No such thing as bad press?

Despite the widespread condemnation of Smith's slap, the age old saying feels appropriate here, as the waning interest in the Oscars ceremony was put briefly on hold, with social media interactions about the altercation far outstripping any other news story in the 24 hours after the broadcast.

As a formal investigation gets underway, producers of the show will have to make peace with the fact that one crazy moment is unlikely to undo the sliding interest in the event. 40 million Americans used to routinely tune in to watch the event, Sunday's show got less than 17 million, and a majority of Americans had only heard of 2 of the 10 Best Picture Nominees.

The Times They Are a-Changin'

In fairness to The Academy Awards, measuring the impact of a show by its traditional broadcast numbers is increasingly archaic, given how much content is watched on streaming or social media platforms. Unfortunately, compiling data from linear TV, streaming platforms and social media interactions isn't easy... just ask Nielsen.

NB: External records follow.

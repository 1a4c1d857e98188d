//! End-to-end session lock: scripted backend, real engine, JSONL sink.

use winnower_engine::event::VecSink;
use winnower_engine::{
    length_penalty, BeamPolicyV1, CollaboratorError, TerminationReasonV1,
};
use winnower_harness::{run_session, CompletionBackend, JsonlSink, SessionConfigV1};

/// Two-round geography refinement script.
///
/// Round 0 proposes city names from the empty guess; round 1 refines each
/// survivor. Judgments are keyed on the candidate block of the prompt.
struct CityBackend;

impl CompletionBackend for CityBackend {
    fn complete(&self, prompt: &str, _system: Option<&str>) -> Result<String, CollaboratorError> {
        if prompt.starts_with("Propose up to") {
            if prompt.ends_with("Current guess: ") {
                return Ok("- Paris\n- Lyon".to_string());
            }
            if prompt.ends_with("Current guess: Paris") {
                return Ok("Paris, France".to_string());
            }
            if prompt.ends_with("Current guess: Lyon") {
                return Ok("Lyon, France".to_string());
            }
            return Ok(String::new());
        }
        let score = if prompt.contains("Candidate:\nParis, France\n") {
            0.95
        } else if prompt.contains("Candidate:\nParis\n") {
            0.9
        } else if prompt.contains("Candidate:\nLyon, France\n") {
            0.5
        } else {
            0.6
        };
        Ok(format!("{{\"score\": {score}, \"reason\": \"judged\"}}"))
    }
}

fn blended(llm: f64, state: &str) -> f64 {
    0.9 * llm + 0.1 * length_penalty(state)
}

fn two_round_config() -> SessionConfigV1 {
    let mut config = SessionConfigV1::new("Name the capital of France.");
    config.policy = BeamPolicyV1 {
        max_steps: 2,
        beam_size: 2,
        worker_threads: 2,
        ..BeamPolicyV1::default()
    };
    config
}

#[test]
fn session_trace_is_round_ordered_and_round_sorted() {
    let run = run_session(&two_round_config(), &CityBackend, &mut VecSink::default()).unwrap();

    let states: Vec<&str> = run.trace.iter().map(|c| c.state.as_str()).collect();
    assert_eq!(
        states,
        vec!["Paris", "Lyon", "Paris, France", "Lyon, France"],
        "round order outer, score order inner"
    );

    assert!((run.trace[0].score - blended(0.9, "Paris")).abs() < 1e-9);
    assert!((run.trace[1].score - blended(0.6, "Lyon")).abs() < 1e-9);
    assert!((run.trace[2].score - blended(0.95, "Paris, France")).abs() < 1e-9);
    assert!((run.trace[3].score - blended(0.5, "Lyon, France")).abs() < 1e-9);

    // The trace is not globally sorted: the best candidate overall sits in
    // the second round's slice. The explicit re-sort finds it.
    assert_eq!(run.top(1)[0].state, "Paris, France");
    assert_eq!(run.termination, TerminationReasonV1::StepBudgetExhausted);

    // Lineage survives the full pipeline.
    assert_eq!(
        run.trace[2].history,
        vec![String::new(), "Paris".to_string()]
    );
}

#[test]
fn session_events_land_in_the_jsonl_file() {
    let dir = tempfile::tempdir().unwrap();
    let path = dir.path().join("session.jsonl");

    let mut sink = JsonlSink::create(&path).unwrap();
    let run = run_session(&two_round_config(), &CityBackend, &mut sink).unwrap();
    assert_eq!(run.trace.len(), 4);
    assert_eq!(sink.write_failures(), 0);
    drop(sink);

    let lines: Vec<serde_json::Value> = std::fs::read_to_string(&path)
        .unwrap()
        .lines()
        .map(|line| serde_json::from_str(line).unwrap())
        .collect();

    assert_eq!(lines.len(), 3, "two rounds plus termination");
    assert_eq!(lines[0]["event"], "round_completed");
    assert_eq!(lines[0]["round"], 0);
    assert_eq!(lines[0]["generated"], 2);
    assert_eq!(lines[0]["kept"], 2);
    assert_eq!(lines[1]["round"], 1);
    assert_eq!(lines[2]["event"], "run_terminated");
    assert_eq!(lines[2]["reason"], "step_budget_exhausted");
}

#[test]
fn dead_backend_dead_ends_the_session() {
    struct DeadBackend;
    impl CompletionBackend for DeadBackend {
        fn complete(
            &self,
            _prompt: &str,
            _system: Option<&str>,
        ) -> Result<String, CollaboratorError> {
            Err(CollaboratorError::new("connection refused"))
        }
    }

    let mut sink = VecSink::default();
    let run = run_session(&two_round_config(), &DeadBackend, &mut sink).unwrap();

    assert!(run.trace.is_empty());
    assert_eq!(run.termination, TerminationReasonV1::DeadEnd { round: 0 });
    assert!(sink.events.iter().any(|e| matches!(
        e,
        winnower_engine::SearchEventV1::ExpansionFailed { round: 0, .. }
    )));
}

Measurement company Nielsen, which provided the numbers in the chart above, has been under pressure to make the transition to digital measurement, and itself has been in the headlines this week as it's set to be acquired for $16 billion.

Coming up short

TV audience and ratings data has made Nielsen an indispensable middleman between the advertising industry and the broadcast industry. Want to know how many people might see your advert in between re-runs of Seinfeld or Friends? You turn to Nielsen. Need to know how many people tuned into the Oscars live on TV? Nielsen.

But in a digital age, Nielsen has been somewhat left behind, as it tries to transition to measuring audiences in a digital world, with new streaming platforms seemingly cropping up every month.

That transition has been reflected in the company's share price, which has underperformed a US stock market that has more than tripled in value in the last 10 years, while Nielsen shares are relatively unchanged.

Whenever something major shifts, like linear TV moving to streaming, there's an entire ecosystem of businesses built around it, like measurement, that also get completely disrupted.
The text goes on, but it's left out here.